GRISP: Guided Recurrent IRI Selection over SPARQL Skeletons
A small language model generates SPARQL skeletons and iteratively selects knowledge graph items...
Researchers Sebastian Walter and Hannah Bast have introduced GRISP (Guided Recurrent IRI Selection over SPARQL Skeletons), a novel method for answering natural-language questions over knowledge graphs using a small language model (SLM). The approach first generates a natural-language SPARQL query skeleton via the SLM, then iteratively replaces placeholders by re-ranking and selecting knowledge graph items based on constraints. The SLM is jointly trained on skeleton generation and list-wise re-ranking data derived from standard question-query pairs.
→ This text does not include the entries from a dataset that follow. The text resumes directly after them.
/// Upload one or more files as resources.
///
/// Each file part is read independently; images and PDFs are stored as base64,
/// everything else as text. The category defaults to the active one.
#[utoipa::path(
    post,
    path = "/resources/files",
    request_body(content_type = "multipart/form-data", description = "One or more files."),
    params(CategoryQuery),
    responses(
        (status = 201, description = "Files added", body = UploadResponse),
        (status = 400, description = "No files or an unknown category", body = ErrorResponse)
    )
)]
pub async fn upload_files_handler(
    State(app_state): State<Arc<AppState>>,
    Query(query): Query<CategoryQuery>,
    mut multipart: Multipart,
) -> Result<impl IntoResponse, ApiError> {
    let category = {
        let workspace = app_state.workspace.lock().await;
        parse_category(query.category.as_deref(), workspace.active_category)?
    };

    let mut reads = JoinSet::new();
    let mut failed = Vec::new();
    let mut stream_error = None;

    loop {
        let field = match multipart.next_field().await {
            Ok(Some(field)) => field,
            Ok(None) => break,
            Err(e) => {
                warn!("Multipart stream ended early: {}", e);
                stream_error = Some(e.to_string());
                break;
            }
        };

        let name = field.file_name().unwrap_or("untitled").to_string();
        let mime_type = field.content_type().map(str::to_string);
        let upload = app_state
            .workspace
            .lock()
            .await
            .inventory
            .begin_upload(name.clone(), category);

        match field.bytes().await {
            Ok(bytes) => {
                let workspace = Arc::clone(&app_state.workspace);
                reads.spawn(async move {
                    let resource = Resource::from_file(&upload, mime_type.as_deref(), &bytes);
                    let summary = ResourceSummary::from(&resource);
                    let added = workspace.lock().await.inventory.complete_upload(resource);
                    added.then_some(summary)
                });
            }
            Err(e) => {
                warn!("Failed to read uploaded file '{}': {}", name, e);
                app_state.workspace.lock().await.inventory.fail_upload(upload.id);
                failed.push(name);
            }
        }
    }

    let mut added = Vec::new();
    while let Some(joined) = reads.join_next().await {
        match joined {
            Ok(Some(summary)) => added.push(summary),
            Ok(None) => {}
            Err(e) => error!("Upload task failed: {}", e),
        }
    }

    if added.is_empty() && failed.is_empty() {
        return Err(ApiError::BadRequest(stream_error.unwrap_or_else(|| {
            "Multipart form must include at least one file".to_string()
        })));
    }

    info!("Added {} uploaded resource(s) as {}", added.len(), category);
    Ok((StatusCode::CREATED, Json(UploadResponse { added, failed })))
}

/// Add pasted text as a single resource. Blank text is ignored.
#[utoipa::path(
    post,
    path = "/resources/text",
    request_body = SubmitTextRequest,
    responses(
        (status = 201, description = "Text added", body = ResourceSummary),
        (status = 204, description = "Blank text, nothing added"),
        (status = 400, description = "Unknown category", body = ErrorResponse)
    )
)]
pub async fn submit_text_handler(
    State(app_state): State<Arc<AppState>>,
    Json(payload): Json<SubmitTextRequest>,
) -> Result<impl IntoResponse, ApiError> {
    let mut workspace = app_state.workspace.lock().await;
    let category = parse_category(payload.category.as_deref(), workspace.active_category)?;

    Ok(match workspace.inventory.submit_text(&payload.text, category) {
        Some(resource) => (StatusCode::CREATED, Json(ResourceSummary::from(resource))).into_response(),
        None => StatusCode::NO_CONTENT.into_response(),
    })
}

/// Remove a resource.
#[utoipa::path(
    delete,
    path = "/resources/{id}",
    params(("id" = Uuid, Path, description = "Resource id")),
    responses(
        (status = 204, description = "Removed"),
        (status = 404, description = "No such resource", body = ErrorResponse)
    )
)]
pub async fn delete_resource_handler(
    State(app_state): State<Arc<AppState>>,
    Path(id): Path<Uuid>,
) -> Result<impl IntoResponse, ApiError> {
    app_state
        .workspace
        .lock()
        .await
        .inventory
        .remove(id)
        .ok_or_else(|| PortError::NotFound(format!("resource {}", id)))?;
    Ok(StatusCode::NO_CONTENT)
}

/// Summarize one resource. Analysis failures are reported in the text, never as errors.
#[utoipa::path(
    post,
    path = "/resources/{id}/analysis",
    params(("id" = Uuid, Path, description = "Resource id")),
    responses(
        (status = 200, description = "Analysis text", body = AnalysisResponse),
        (status = 404, description = "No such resource", body = ErrorResponse)
    )
)]
pub async fn analyze_resource_handler(
    State(app_state): State<Arc<AppState>>,
    Path(id): Path<Uuid>,
) -> Result<impl IntoResponse, ApiError> {
    let resource = app_state
        .workspace
        .lock()
        .await
        .inventory
        .get(id)
        .cloned()
        .ok_or_else(|| PortError::NotFound(format!("resource {}", id)))?;

    let analysis = app_state.analyzer.analyze_resource(&resource).await;
    Ok(Json(AnalysisResponse {
        resource_id: id,
        analysis,
    }))
}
GRISP was evaluated on common Wikidata and Freebase benchmarks, achieving better results than other state-of-the-art methods in a comparable setting. This work demonstrates that small language models can effectively handle complex SPARQL query generation and knowledge graph navigation, offering a more efficient alternative to larger models for structured data retrieval tasks. The paper is available on arXiv under arXiv:2604.21133.
- GRISP uses a small language model (SLM) to generate SPARQL skeletons from natural-language questions.
- The method iteratively re-ranks and selects knowledge graph items to replace placeholders using constraints.
- Outperforms state-of-the-art methods on Wikidata and Freebase benchmarks in a comparable setting.
Why It Matters
GRISP shows SLMs can efficiently navigate knowledge graphs, enabling lighter, more accessible structured data QA.